• Task goal
Your task is to copy every line of the records below that contains "reported".

|---|

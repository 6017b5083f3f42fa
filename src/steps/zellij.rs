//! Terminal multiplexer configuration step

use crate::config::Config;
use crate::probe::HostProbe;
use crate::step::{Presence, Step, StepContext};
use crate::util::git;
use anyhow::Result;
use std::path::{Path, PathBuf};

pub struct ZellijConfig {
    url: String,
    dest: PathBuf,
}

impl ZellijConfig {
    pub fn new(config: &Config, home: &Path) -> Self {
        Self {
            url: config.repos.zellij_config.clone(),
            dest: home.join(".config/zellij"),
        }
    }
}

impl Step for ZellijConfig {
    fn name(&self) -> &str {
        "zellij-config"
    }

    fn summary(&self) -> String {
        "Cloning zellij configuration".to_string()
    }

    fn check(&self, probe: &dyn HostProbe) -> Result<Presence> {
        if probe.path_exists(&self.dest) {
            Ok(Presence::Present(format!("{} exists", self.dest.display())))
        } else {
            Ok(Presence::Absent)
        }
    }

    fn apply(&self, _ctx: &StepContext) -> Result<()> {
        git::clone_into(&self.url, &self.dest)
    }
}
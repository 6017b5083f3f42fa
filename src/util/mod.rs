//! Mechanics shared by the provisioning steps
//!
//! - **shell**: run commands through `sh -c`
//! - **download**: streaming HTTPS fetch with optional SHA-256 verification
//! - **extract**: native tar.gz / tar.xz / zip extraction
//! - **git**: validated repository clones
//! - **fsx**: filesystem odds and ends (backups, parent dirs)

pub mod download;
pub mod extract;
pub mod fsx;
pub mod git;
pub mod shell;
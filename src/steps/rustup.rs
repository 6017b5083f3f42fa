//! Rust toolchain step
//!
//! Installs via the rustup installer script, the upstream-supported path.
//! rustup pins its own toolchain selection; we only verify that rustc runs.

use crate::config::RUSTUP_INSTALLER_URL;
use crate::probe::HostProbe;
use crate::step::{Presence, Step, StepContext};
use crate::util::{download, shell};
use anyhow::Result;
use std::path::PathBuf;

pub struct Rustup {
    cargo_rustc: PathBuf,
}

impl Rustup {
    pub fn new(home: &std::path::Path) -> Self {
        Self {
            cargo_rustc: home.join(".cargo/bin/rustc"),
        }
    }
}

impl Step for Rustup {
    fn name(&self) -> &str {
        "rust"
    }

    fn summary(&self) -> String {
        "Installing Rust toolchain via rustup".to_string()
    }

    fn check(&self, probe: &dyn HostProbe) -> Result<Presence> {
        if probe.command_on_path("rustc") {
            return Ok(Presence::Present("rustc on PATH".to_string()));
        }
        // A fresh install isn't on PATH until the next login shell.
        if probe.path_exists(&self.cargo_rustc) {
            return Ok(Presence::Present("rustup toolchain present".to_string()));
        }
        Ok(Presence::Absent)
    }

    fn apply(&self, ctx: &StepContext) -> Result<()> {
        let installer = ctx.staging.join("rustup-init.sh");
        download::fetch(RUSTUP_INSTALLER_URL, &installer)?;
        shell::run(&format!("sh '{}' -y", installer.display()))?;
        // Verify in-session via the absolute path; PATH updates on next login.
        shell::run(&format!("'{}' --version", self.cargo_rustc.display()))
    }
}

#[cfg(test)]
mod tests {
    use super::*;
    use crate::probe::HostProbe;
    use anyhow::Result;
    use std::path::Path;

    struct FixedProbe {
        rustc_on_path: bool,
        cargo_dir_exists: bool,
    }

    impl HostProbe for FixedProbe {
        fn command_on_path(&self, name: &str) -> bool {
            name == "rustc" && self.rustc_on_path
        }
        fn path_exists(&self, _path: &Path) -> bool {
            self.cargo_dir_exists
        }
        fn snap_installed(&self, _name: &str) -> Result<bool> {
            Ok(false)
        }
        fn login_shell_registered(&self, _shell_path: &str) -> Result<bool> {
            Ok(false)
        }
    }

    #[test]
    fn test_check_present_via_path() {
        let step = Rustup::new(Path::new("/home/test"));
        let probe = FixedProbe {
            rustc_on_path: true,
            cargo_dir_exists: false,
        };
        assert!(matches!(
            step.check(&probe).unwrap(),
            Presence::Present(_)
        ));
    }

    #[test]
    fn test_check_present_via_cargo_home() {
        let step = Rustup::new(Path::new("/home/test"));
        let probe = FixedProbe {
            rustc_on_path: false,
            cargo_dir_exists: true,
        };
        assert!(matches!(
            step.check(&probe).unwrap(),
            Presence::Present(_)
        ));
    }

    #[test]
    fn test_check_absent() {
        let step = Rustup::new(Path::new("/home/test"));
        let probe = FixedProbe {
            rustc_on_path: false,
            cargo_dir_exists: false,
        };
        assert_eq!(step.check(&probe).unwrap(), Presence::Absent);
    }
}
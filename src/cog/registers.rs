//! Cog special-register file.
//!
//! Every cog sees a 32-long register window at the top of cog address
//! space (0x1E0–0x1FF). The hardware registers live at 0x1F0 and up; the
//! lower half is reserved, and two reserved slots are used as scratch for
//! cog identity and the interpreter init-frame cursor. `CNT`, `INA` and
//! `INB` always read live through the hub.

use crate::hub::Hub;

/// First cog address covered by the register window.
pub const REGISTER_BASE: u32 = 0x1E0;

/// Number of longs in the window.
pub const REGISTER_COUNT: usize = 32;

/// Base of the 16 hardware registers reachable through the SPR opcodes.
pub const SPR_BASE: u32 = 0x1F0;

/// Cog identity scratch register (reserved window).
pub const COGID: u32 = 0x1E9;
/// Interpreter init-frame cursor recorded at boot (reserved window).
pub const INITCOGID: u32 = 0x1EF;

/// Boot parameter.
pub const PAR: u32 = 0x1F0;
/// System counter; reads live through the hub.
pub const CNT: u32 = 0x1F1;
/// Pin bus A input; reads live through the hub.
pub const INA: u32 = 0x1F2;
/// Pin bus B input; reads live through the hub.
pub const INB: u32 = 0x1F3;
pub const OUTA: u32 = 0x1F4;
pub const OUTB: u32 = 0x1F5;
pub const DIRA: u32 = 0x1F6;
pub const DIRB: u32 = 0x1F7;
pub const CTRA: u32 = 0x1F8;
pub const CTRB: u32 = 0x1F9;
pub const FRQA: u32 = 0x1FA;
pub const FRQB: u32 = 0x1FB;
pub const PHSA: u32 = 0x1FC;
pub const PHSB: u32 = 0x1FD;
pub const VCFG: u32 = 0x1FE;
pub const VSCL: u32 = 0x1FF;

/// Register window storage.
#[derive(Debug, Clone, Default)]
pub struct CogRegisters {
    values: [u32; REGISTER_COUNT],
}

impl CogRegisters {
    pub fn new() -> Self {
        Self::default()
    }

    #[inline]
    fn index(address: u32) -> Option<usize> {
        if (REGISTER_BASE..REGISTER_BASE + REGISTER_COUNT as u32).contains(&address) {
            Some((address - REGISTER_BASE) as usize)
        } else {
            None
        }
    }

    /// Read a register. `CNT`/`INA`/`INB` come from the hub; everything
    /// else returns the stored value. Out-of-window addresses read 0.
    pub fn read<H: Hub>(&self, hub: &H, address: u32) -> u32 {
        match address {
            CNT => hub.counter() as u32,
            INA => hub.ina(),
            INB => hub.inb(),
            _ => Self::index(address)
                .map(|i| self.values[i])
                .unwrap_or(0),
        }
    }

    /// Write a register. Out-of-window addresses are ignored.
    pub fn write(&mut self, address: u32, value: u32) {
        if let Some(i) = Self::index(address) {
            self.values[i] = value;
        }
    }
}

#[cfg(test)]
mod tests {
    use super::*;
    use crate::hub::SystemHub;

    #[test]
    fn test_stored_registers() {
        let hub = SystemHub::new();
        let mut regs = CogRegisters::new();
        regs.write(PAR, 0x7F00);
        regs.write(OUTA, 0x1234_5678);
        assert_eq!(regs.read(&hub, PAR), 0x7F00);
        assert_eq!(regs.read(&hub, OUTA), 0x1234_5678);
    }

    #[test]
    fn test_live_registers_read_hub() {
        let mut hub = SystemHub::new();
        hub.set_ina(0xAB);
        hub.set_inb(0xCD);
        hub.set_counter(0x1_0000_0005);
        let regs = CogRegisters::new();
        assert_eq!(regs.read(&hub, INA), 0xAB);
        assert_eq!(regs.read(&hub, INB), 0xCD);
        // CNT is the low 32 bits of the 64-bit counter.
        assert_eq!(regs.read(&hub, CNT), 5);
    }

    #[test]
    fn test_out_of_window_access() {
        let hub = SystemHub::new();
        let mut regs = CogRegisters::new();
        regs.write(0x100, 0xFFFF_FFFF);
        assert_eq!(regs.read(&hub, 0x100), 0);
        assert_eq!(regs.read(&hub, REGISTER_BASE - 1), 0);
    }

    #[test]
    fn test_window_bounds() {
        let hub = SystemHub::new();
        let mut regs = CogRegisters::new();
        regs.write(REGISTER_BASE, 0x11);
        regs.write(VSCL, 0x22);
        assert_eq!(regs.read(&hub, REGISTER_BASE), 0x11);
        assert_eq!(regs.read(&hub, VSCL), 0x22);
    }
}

|---|

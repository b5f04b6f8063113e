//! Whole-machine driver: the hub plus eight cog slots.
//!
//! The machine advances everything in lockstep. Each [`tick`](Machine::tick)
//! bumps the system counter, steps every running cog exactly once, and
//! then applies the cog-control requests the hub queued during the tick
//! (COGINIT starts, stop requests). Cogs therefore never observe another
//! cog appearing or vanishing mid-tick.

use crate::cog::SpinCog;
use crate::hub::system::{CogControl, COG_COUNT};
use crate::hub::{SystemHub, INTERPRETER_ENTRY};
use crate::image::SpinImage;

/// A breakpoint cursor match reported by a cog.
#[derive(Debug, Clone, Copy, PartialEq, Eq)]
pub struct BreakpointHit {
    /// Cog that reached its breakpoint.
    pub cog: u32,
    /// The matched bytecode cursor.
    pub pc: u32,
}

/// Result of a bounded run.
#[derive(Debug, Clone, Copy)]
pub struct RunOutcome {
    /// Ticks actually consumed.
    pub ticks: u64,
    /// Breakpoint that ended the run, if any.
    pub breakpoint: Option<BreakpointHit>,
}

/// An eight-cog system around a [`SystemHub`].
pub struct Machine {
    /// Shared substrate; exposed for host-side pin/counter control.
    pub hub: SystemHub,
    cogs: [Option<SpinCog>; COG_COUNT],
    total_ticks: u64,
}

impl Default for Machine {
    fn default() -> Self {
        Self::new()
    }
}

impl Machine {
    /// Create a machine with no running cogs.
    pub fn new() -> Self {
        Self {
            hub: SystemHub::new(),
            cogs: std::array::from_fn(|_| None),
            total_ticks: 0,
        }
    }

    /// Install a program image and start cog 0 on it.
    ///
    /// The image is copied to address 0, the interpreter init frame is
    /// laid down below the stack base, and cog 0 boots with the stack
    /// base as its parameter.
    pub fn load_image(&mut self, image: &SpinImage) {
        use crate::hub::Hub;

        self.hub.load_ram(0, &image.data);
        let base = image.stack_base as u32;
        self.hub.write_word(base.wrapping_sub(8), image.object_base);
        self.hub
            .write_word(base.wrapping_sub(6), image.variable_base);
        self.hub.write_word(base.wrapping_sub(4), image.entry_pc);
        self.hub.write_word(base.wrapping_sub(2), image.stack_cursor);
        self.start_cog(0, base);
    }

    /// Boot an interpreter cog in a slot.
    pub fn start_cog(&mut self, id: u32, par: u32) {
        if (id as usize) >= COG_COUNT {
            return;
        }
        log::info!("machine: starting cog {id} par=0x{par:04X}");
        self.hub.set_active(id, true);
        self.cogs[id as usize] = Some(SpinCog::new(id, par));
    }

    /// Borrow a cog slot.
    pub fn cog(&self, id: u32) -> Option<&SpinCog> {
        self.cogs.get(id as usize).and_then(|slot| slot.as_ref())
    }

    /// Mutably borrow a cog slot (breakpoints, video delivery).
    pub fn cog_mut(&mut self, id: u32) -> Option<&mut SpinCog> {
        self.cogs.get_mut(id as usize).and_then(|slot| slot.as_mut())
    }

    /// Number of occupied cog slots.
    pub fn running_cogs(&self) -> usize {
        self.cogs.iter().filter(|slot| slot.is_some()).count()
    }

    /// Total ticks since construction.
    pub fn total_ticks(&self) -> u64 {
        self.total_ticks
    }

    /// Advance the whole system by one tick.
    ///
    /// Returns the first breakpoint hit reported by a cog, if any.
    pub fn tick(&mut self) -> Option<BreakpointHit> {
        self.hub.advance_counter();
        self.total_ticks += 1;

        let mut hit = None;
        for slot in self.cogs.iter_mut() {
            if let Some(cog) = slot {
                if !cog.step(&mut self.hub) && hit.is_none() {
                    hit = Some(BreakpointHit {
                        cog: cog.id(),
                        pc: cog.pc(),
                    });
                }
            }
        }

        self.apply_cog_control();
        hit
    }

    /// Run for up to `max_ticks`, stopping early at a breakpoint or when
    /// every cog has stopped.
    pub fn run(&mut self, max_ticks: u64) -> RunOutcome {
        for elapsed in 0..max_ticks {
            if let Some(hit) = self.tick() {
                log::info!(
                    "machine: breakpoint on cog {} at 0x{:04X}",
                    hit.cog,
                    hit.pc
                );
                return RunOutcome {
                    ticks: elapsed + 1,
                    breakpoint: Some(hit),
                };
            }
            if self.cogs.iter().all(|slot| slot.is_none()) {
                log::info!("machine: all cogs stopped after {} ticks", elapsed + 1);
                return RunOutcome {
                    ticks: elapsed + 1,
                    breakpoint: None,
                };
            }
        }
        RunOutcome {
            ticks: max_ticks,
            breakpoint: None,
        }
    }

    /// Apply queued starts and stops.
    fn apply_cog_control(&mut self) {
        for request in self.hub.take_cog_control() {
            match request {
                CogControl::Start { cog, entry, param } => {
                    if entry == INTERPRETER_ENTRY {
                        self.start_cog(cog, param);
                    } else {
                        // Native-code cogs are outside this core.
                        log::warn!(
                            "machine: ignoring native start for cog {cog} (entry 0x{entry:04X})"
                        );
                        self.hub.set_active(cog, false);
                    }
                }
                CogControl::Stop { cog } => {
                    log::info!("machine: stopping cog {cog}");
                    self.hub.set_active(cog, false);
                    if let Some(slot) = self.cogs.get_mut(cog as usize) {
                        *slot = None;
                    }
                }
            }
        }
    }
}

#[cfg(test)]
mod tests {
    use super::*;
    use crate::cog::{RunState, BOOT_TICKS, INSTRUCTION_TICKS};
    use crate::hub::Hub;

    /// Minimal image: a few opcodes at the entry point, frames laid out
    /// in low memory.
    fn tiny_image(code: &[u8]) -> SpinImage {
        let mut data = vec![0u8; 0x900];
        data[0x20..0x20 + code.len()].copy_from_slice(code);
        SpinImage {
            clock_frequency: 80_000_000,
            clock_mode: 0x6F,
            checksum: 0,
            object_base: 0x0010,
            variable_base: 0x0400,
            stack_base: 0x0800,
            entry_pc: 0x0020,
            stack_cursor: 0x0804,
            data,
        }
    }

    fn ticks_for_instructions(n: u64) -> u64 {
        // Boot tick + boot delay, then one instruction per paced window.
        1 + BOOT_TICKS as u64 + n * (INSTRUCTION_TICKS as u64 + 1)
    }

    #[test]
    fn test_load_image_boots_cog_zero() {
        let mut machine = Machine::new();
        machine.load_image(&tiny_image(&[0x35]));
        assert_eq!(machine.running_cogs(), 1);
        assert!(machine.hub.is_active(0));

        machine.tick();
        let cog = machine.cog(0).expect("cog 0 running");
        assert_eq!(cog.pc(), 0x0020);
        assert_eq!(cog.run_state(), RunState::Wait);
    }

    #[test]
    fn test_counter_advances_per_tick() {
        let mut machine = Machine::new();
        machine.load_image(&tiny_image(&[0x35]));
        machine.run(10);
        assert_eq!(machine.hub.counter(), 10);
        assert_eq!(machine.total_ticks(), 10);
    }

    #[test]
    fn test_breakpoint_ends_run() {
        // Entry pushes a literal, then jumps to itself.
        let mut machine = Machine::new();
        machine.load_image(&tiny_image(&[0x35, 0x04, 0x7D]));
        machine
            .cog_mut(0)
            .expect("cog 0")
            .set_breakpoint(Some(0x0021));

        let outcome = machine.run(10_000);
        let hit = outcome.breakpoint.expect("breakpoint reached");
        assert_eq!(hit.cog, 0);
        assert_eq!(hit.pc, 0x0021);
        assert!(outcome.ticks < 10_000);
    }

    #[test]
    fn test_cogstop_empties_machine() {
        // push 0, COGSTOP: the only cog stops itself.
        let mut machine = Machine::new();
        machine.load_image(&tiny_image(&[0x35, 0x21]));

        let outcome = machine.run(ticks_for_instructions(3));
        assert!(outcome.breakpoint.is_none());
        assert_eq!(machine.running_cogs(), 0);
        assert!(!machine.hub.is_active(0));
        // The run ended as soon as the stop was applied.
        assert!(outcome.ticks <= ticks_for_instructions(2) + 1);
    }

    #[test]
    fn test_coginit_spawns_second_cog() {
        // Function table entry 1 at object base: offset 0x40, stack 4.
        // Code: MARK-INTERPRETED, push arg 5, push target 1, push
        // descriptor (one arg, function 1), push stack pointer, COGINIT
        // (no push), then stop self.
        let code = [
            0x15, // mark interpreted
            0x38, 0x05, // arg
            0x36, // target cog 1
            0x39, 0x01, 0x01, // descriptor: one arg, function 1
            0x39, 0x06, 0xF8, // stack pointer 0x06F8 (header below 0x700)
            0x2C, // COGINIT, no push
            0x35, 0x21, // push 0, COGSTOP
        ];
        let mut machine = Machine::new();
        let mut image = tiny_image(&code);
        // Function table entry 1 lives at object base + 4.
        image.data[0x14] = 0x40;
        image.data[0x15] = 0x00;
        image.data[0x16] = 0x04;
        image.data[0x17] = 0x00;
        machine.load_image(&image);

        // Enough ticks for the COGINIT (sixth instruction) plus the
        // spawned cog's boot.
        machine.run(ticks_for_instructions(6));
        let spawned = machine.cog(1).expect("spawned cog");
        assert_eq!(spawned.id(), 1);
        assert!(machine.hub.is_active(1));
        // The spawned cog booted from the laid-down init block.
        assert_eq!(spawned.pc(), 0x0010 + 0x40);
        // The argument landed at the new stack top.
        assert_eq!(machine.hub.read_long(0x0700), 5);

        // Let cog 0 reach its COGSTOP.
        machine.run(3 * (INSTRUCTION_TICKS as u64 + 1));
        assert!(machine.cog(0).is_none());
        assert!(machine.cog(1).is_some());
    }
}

|---|

• Answer box
/// A breakpoint cursor match reported by a cog.
    /// Returns the first breakpoint hit reported by a cog, if any.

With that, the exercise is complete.